Autre exemple emblématique, la leucémie myéloïde chronique (LMC). Jusqu'à l'apparition du Glivec dans les années 2000, elle tuait les malades en quelques mois. Depuis, à condition de prendre un comprimé tous les matins, cette terrible maladie est devenue chronique. Or une étude italienne a montré que seulement 14 % des malades suivaient correctement leur traitement! «Nous nous sommes rendu compte que l'amélioration du pronostic et la simplification du traitement ont banalisé notre discours. La LMC n'est plus appréhendée comme une maladie grave», explique le Dr Agnès Guerci-Bresler, hématologue à l'hôpital de Nancy. «L'inobservance peut être intentionnelle: les malades vont interrompre leur traitement huit jours, le temps de vacances, puis prendre deux doses par jour juste avant de venir nous voir. Mais elle est aussi souvent non intentionnelle: le patient oublie de prendre son comprimé le matin», raconte le Dr Agnès Guerci-Bresler.
Un taux stable
Comme pour le sida, il y a quelques années, lors de l'arrivée des trithérapies, la LMC ne représente plus une urgence vitale pour les malades. En endossant le statut de maladies chroniques, elle entraîne des comportements de non-observance bien étudiés depuis des années dans des pathologies comme l'hypertension ou le diabète. Ainsi, seulement 37 % des diabétiques et 40 % des hypertendus respectent les indications des médecins à la lettre, selon une enquête menée il y a trois mois par la société IMS Health.

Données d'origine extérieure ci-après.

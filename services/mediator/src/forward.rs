//! Real-time forwarding to the downstream consumer
//!
//! Mirrors accepted quotations onto a duplex stream: a single sender task
//! drains the outbound queue while a separate reader task consumes
//! acknowledgement replies. The stream opens only once all instruments are
//! simultaneously connected and is torn down when any of them drops.
//!
//! This is the live-telemetry path, not an at-least-once channel: with no
//! open stream, quotations are dropped best-effort and counted. Durability
//! belongs to the persistence path.

use crate::metrics::ServiceMetrics;
use async_trait::async_trait;
use serde::{Deserialize, Serialize};
use std::sync::Arc;
use tokio::sync::{broadcast, mpsc};
use tokio::task::JoinHandle;
use tracing::{debug, info, warn};
use types::errors::TransportError;
use types::instrument::Instrument;
use types::quotation::Quotation;
use uuid::Uuid;

/// Expected acknowledgement reply text.
pub const ACK_OK: &str = "ok";

/// A quotation as written to the downstream stream.
#[derive(Debug, Clone, PartialEq, Eq, Serialize, Deserialize)]
pub struct ForwardedQuotation {
    /// Time-sortable message identifier (UUID v7).
    pub id: Uuid,
    pub instrument: Instrument,
    pub timestamp_ms: i64,
    pub ask_ticks: i64,
    pub bid_ticks: i64,
}

impl ForwardedQuotation {
    pub fn from_quotation(quotation: &Quotation) -> Self {
        Self {
            id: Uuid::now_v7(),
            instrument: quotation.instrument,
            timestamp_ms: quotation.timestamp_ms,
            ask_ticks: quotation.ask_ticks,
            bid_ticks: quotation.bid_ticks,
        }
    }
}

/// An acknowledgement read back from the downstream stream.
#[derive(Debug, Clone, PartialEq, Eq, Serialize, Deserialize)]
pub struct AckReply {
    pub reply: String,
}

impl AckReply {
    pub fn is_ok(&self) -> bool {
        self.reply == ACK_OK
    }
}

/// Factory for the duplex consumer stream. The transport owns reconnect
/// policy; the sink only opens and drops stream halves.
#[async_trait]
pub trait ConsumerTransport: Send + Sync {
    async fn open(
        &self,
    ) -> Result<(Box<dyn ConsumerSink>, Box<dyn AckSource>), TransportError>;
}

/// Write half of the duplex stream.
#[async_trait]
pub trait ConsumerSink: Send {
    async fn send(&mut self, quotation: &ForwardedQuotation) -> Result<(), TransportError>;
}

/// Read half of the duplex stream. `Ok(None)` means the stream ended.
#[async_trait]
pub trait AckSource: Send {
    async fn next_ack(&mut self) -> Result<Option<AckReply>, TransportError>;
}

/// Lifecycle commands from the connection coordinator's aggregate edges.
#[derive(Debug, Clone, Copy, PartialEq, Eq)]
pub enum SinkControl {
    Open,
    Close,
}

/// Cloneable handle feeding the sink task.
#[derive(Clone)]
pub struct ForwardHandle {
    quote_tx: mpsc::UnboundedSender<Quotation>,
    control_tx: mpsc::UnboundedSender<SinkControl>,
}

impl ForwardHandle {
    /// Build a handle around raw channel ends. `ForwardingSink::new` wraps
    /// this; in-process embeddings can also drain the receivers directly.
    pub fn channel() -> (
        Self,
        mpsc::UnboundedReceiver<Quotation>,
        mpsc::UnboundedReceiver<SinkControl>,
    ) {
        let (quote_tx, quote_rx) = mpsc::unbounded_channel();
        let (control_tx, control_rx) = mpsc::unbounded_channel();
        (
            ForwardHandle {
                quote_tx,
                control_tx,
            },
            quote_rx,
            control_rx,
        )
    }

    /// Queue a quotation for forwarding. Never blocks the caller.
    pub fn send(&self, quotation: Quotation) {
        let _ = self.quote_tx.send(quotation);
    }

    /// Open the downstream stream (all instruments connected).
    pub fn open(&self) {
        let _ = self.control_tx.send(SinkControl::Open);
    }

    /// Tear down the downstream stream (an instrument disconnected).
    pub fn close(&self) {
        let _ = self.control_tx.send(SinkControl::Close);
    }
}

/// The sink task: owns the stream halves and drains the outbound queue.
pub struct ForwardingSink {
    transport: Arc<dyn ConsumerTransport>,
    quote_rx: mpsc::UnboundedReceiver<Quotation>,
    control_rx: mpsc::UnboundedReceiver<SinkControl>,
    metrics: Arc<ServiceMetrics>,
}

impl ForwardingSink {
    pub fn new(
        transport: Arc<dyn ConsumerTransport>,
        metrics: Arc<ServiceMetrics>,
    ) -> (ForwardHandle, ForwardingSink) {
        let (handle, quote_rx, control_rx) = ForwardHandle::channel();
        (
            handle,
            ForwardingSink {
                transport,
                quote_rx,
                control_rx,
                metrics,
            },
        )
    }

    pub async fn run(mut self, mut shutdown: broadcast::Receiver<()>) {
        info!("forwarding sink started");
        let mut sink: Option<Box<dyn ConsumerSink>> = None;
        let mut reader: Option<JoinHandle<()>> = None;

        loop {
            // Lifecycle commands precede quotations queued after them, so
            // the biased order keeps Open/Close effects deterministic.
            tokio::select! {
                biased;

                _ = shutdown.recv() => break,

                Some(control) = self.control_rx.recv() => match control {
                    SinkControl::Open => match self.transport.open().await {
                        Ok((stream_sink, acks)) => {
                            sink = Some(stream_sink);
                            reader = Some(tokio::spawn(read_acks(acks, self.metrics.clone())));
                            info!("downstream stream opened");
                        }
                        Err(error) => {
                            warn!(error = %error, "failed to open downstream stream");
                        }
                    },
                    SinkControl::Close => {
                        sink = None;
                        if let Some(handle) = reader.take() {
                            handle.abort();
                        }
                        info!("downstream stream closed");
                    }
                },

                Some(quotation) = self.quote_rx.recv() => {
                    match sink.as_mut() {
                        Some(stream_sink) => {
                            let message = ForwardedQuotation::from_quotation(&quotation);
                            if let Err(error) = stream_sink.send(&message).await {
                                warn!(
                                    instrument = %quotation.instrument,
                                    error = %error,
                                    "downstream send failed; dropping quotation"
                                );
                                self.metrics.record_forward_dropped();
                                sink = None;
                                if let Some(handle) = reader.take() {
                                    handle.abort();
                                }
                            } else {
                                self.metrics.record_forward_sent();
                            }
                        }
                        None => {
                            debug!(
                                instrument = %quotation.instrument,
                                "no downstream stream; quotation dropped"
                            );
                            self.metrics.record_forward_dropped();
                        }
                    }
                }
            }
        }

        if let Some(handle) = reader.take() {
            handle.abort();
        }
        info!("forwarding sink stopped");
    }
}

/// Reader task: consumes acknowledgement replies and validates them.
async fn read_acks(mut acks: Box<dyn AckSource>, metrics: Arc<ServiceMetrics>) {
    loop {
        match acks.next_ack().await {
            Ok(Some(reply)) if reply.is_ok() => {
                metrics.record_ack();
            }
            Ok(Some(reply)) => {
                warn!(reply = %reply.reply, "unexpected acknowledgement from consumer");
                metrics.record_protocol_violation();
            }
            Ok(None) => {
                debug!("acknowledgement stream ended");
                break;
            }
            Err(error) => {
                warn!(error = %error, "acknowledgement read failed");
                break;
            }
        }
    }
}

Des taux d'observance qui n'évoluent pas depuis des années. Pourquoi? Il existe parfois des problèmes de compréhension, notamment au début de la maladie «L'hypertension est souvent la première pathologie chronique découverte chez une personne. Cette dernière peut ne pas comprendre que son traitement est à prendre sur le long terme, dès que sa tension est normale, elle arrête le médicament», explique le Pr Jean-Jacques Mourad, cardiologue à l'hôpital Avicenne de Bobigny. La longueur des ordonnances et le nombre de prises par jour influent aussi sur le suivi ou non du traitement. «En pédiatrie, des études montrent une observance de 20 % lorsqu'il y a quatre prises par jour et de 30 % lorsqu'elles tombent à trois», illustre le Pr Tsimaratos.

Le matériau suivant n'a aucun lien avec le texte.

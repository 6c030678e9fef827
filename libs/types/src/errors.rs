//! Error taxonomy for the mediation pipeline
//!
//! Four classes with distinct handling policies: protocol errors are
//! rejected at the offending call and reported to that caller only;
//! transport errors are expected operational churn; consistency violations
//! are fatal and must reach the supervisory layer; persistence errors are
//! retried without dropping accepted data.

use crate::connection::Environment;
use crate::instrument::Instrument;
use thiserror::Error;

/// Top-level mediator error
#[derive(Error, Debug, Clone, PartialEq)]
pub enum MediatorError {
    #[error("protocol error: {0}")]
    Protocol(#[from] ProtocolError),

    #[error("transport error: {0}")]
    Transport(#[from] TransportError),

    #[error("consistency violation: {0}")]
    Consistency(#[from] ConsistencyError),

    #[error("persistence error: {0}")]
    Persistence(#[from] PersistenceError),
}

/// Malformed or out-of-order requests from a single producer call
#[derive(Error, Debug, Clone, PartialEq)]
pub enum ProtocolError {
    #[error("malformed timestamp: {text:?}")]
    MalformedTimestamp { text: String },

    #[error("unknown instrument ordinal: {ordinal}")]
    UnknownInstrument { ordinal: u32 },

    #[error("instrument {received} not served by the {expected} channel")]
    WrongChannel {
        expected: Instrument,
        received: Instrument,
    },

    #[error("unknown environment ordinal: {ordinal}")]
    UnknownEnvironment { ordinal: u32 },

    #[error("unknown deinit reason ordinal: {ordinal}")]
    UnknownDeInitReason { ordinal: u32 },

    #[error("invalid price: {value}")]
    InvalidPrice { value: f64 },

    #[error("producer already connected: {instrument}")]
    AlreadyConnected { instrument: Instrument },

    #[error("producer not connected: {instrument}")]
    NotConnected { instrument: Instrument },
}

/// Channel-level failures; callers log and re-enter their waiting loop
#[derive(Error, Debug, Clone, PartialEq, Eq)]
pub enum TransportError {
    #[error("channel unavailable")]
    ChannelUnavailable,

    #[error("connection closed")]
    ConnectionClosed,

    #[error("transport failure: {detail}")]
    Failed { detail: String },
}

/// Cross-instrument invariant breaches; fatal to ingestion
#[derive(Error, Debug, Clone, PartialEq, Eq)]
pub enum ConsistencyError {
    #[error("environment mismatch: {instrument} reports {found}, expected {expected}")]
    EnvironmentMismatch {
        instrument: Instrument,
        expected: Environment,
        found: Environment,
    },
}

/// Durable-storage failures; recovered by re-buffering and retrying
#[derive(Error, Debug, Clone, PartialEq, Eq)]
pub enum PersistenceError {
    #[error("save failed: {detail}")]
    SaveFailed { detail: String },

    #[error("invalid calendar week: {week}")]
    InvalidWeek { week: u32 },

    #[error("timestamp out of range: {timestamp_ms}")]
    InvalidTimestamp { timestamp_ms: i64 },
}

«La non-observance est naturelle»
Mais d'autres facteurs plus complexes et plus intimes entrent aussi en ligne de compte. «En fait, c'est la non-observance qui est naturelle. Être observant nécessite un effort pour une récompense lointaine et abstraite: être en bonne santé, éviter des complications. Et tous, nous ne faisons pas toujours ce que nous savons que nous devrions faire. Regardez le nombre de médecins qui fument», analyse le Pr Gérard Reach, diabétologue à l'hôpital Avicenne à Bobigny et auteur d'ouvrages sur l'observance. En fait, l'observance serait avant tout une question de personnalité. Ainsi, les personnes qui attachent leur ceinture lorsqu'elles montent dans un taxi sont plus volontiers observantes, selon une enquête menée par le Pr Reach. À l'inverse, celles qui, dans une expérience menée en neuroéconomie, préfèrent gagner un peu d'argent immédiatement plutôt qu'une grosse somme ultérieurement se révèlent moins observantes.

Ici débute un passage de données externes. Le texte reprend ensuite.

//! Observability and metrics for the mediation service
//!
//! Counter collection for monitoring: ingestion throughput, forwarding
//! drops, persistence flushes and failures, protocol violations. Alerts
//! accumulate for the embedding process to drain and report.

use std::sync::atomic::{AtomicU64, Ordering};
use std::sync::Mutex;

/// Severity of a raised alert.
#[derive(Debug, Clone, Copy, PartialEq, Eq)]
pub enum AlertLevel {
    Warning,
    Critical,
}

/// A single alert condition raised by the service.
#[derive(Debug, Clone, PartialEq, Eq)]
pub struct Alert {
    pub level: AlertLevel,
    pub metric: String,
    pub message: String,
}

/// Core metrics for the mediation service.
pub struct ServiceMetrics {
    // Ingestion
    pub ticks_processed: AtomicU64,
    pub ticks_dropped: AtomicU64,

    // Forwarding
    pub quotations_forwarded: AtomicU64,
    pub forwards_sent: AtomicU64,
    pub forwards_dropped: AtomicU64,
    pub acks_received: AtomicU64,
    pub protocol_violations: AtomicU64,

    // Persistence
    pub flushes_completed: AtomicU64,
    pub quotations_persisted: AtomicU64,
    pub flush_failures: AtomicU64,
    pub backlog_alerts: AtomicU64,

    // Raised alert conditions
    alerts: Mutex<Vec<Alert>>,
}

impl ServiceMetrics {
    pub fn new() -> Self {
        Self {
            ticks_processed: AtomicU64::new(0),
            ticks_dropped: AtomicU64::new(0),
            quotations_forwarded: AtomicU64::new(0),
            forwards_sent: AtomicU64::new(0),
            forwards_dropped: AtomicU64::new(0),
            acks_received: AtomicU64::new(0),
            protocol_violations: AtomicU64::new(0),
            flushes_completed: AtomicU64::new(0),
            quotations_persisted: AtomicU64::new(0),
            flush_failures: AtomicU64::new(0),
            backlog_alerts: AtomicU64::new(0),
            alerts: Mutex::new(Vec::new()),
        }
    }

    /// Record a tick fully processed by the pipeline worker.
    pub fn record_tick_processed(&self) {
        self.ticks_processed.fetch_add(1, Ordering::Relaxed);
    }

    /// Record a tick dropped before reaching the persistence buffer.
    pub fn record_tick_dropped(&self) {
        self.ticks_dropped.fetch_add(1, Ordering::Relaxed);
    }

    /// Record a changed quotation handed to the forwarding sink.
    pub fn record_forwarded(&self) {
        self.quotations_forwarded.fetch_add(1, Ordering::Relaxed);
    }

    /// Record a quotation written to the downstream stream.
    pub fn record_forward_sent(&self) {
        self.forwards_sent.fetch_add(1, Ordering::Relaxed);
    }

    /// Record a quotation dropped because no stream was open.
    pub fn record_forward_dropped(&self) {
        self.forwards_dropped.fetch_add(1, Ordering::Relaxed);
    }

    /// Record an acknowledgement consumed from the downstream stream.
    pub fn record_ack(&self) {
        self.acks_received.fetch_add(1, Ordering::Relaxed);
    }

    /// Record an unexpected acknowledgement reply.
    pub fn record_protocol_violation(&self) {
        self.protocol_violations.fetch_add(1, Ordering::Relaxed);
    }

    /// Record a completed persistence flush of `count` quotations.
    pub fn record_flush(&self, count: usize) {
        self.flushes_completed.fetch_add(1, Ordering::Relaxed);
        self.quotations_persisted
            .fetch_add(count as u64, Ordering::Relaxed);
    }

    /// Record a failed persistence flush.
    pub fn record_flush_failure(&self) {
        self.flush_failures.fetch_add(1, Ordering::Relaxed);
    }

    /// Raise the backpressure alert for an oversized persistence backlog.
    pub fn raise_backlog_alert(&self, backlog: usize) {
        self.backlog_alerts.fetch_add(1, Ordering::Relaxed);
        self.push_alert(Alert {
            level: AlertLevel::Critical,
            metric: "persistence_backlog".to_string(),
            message: format!("persistence backlog at {} quotations", backlog),
        });
    }

    /// Drain all accumulated alerts.
    pub fn drain_alerts(&self) -> Vec<Alert> {
        match self.alerts.lock() {
            Ok(mut alerts) => std::mem::take(&mut *alerts),
            Err(_) => Vec::new(),
        }
    }

    fn push_alert(&self, alert: Alert) {
        if let Ok(mut alerts) = self.alerts.lock() {
            alerts.push(alert);
        }
    }
}

impl Default for ServiceMetrics {
    fn default() -> Self {
        Self::new()
    }
}

#[cfg(test)]
mod tests {
    use super::*;

    #[test]
    fn test_counters() {
        let metrics = ServiceMetrics::new();
        metrics.record_tick_processed();
        metrics.record_tick_processed();
        metrics.record_forwarded();
        metrics.record_flush(250);

        assert_eq!(metrics.ticks_processed.load(Ordering::Relaxed), 2);
        assert_eq!(metrics.quotations_forwarded.load(Ordering::Relaxed), 1);
        assert_eq!(metrics.flushes_completed.load(Ordering::Relaxed), 1);
        assert_eq!(metrics.quotations_persisted.load(Ordering::Relaxed), 250);
    }

    #[test]
    fn test_backlog_alert_accumulates() {
        let metrics = ServiceMetrics::new();
        metrics.raise_backlog_alert(12_000);

        let alerts = metrics.drain_alerts();
        assert_eq!(alerts.len(), 1);
        assert_eq!(alerts[0].level, AlertLevel::Critical);
        assert!(alerts[0].message.contains("12000"));

        // Drained: second read is empty
        assert!(metrics.drain_alerts().is_empty());
    }
}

«Nous devons donc adapter notre discours et, parfois, trouver des motifs de récompenses concrets et immédiats. Pour un patient diabétique qui doit perdre du poids, plutôt que d'aborder le risque de complications, parlons-lui des vêtements dans lesquels il va pouvoir renter…», explique Gérard Reach.
Enfin, selon ce spécialiste, il faut aussi reconnaître au malade le droit de ne pas suivre son traitement. Une façon, en lui donnant la possibilité d'exercer sa capacité de choisir, de le rendre autonome: «En un mot, montrer qu'on traite non pas un “malade”, mais une personne», conclut Gérard Reach.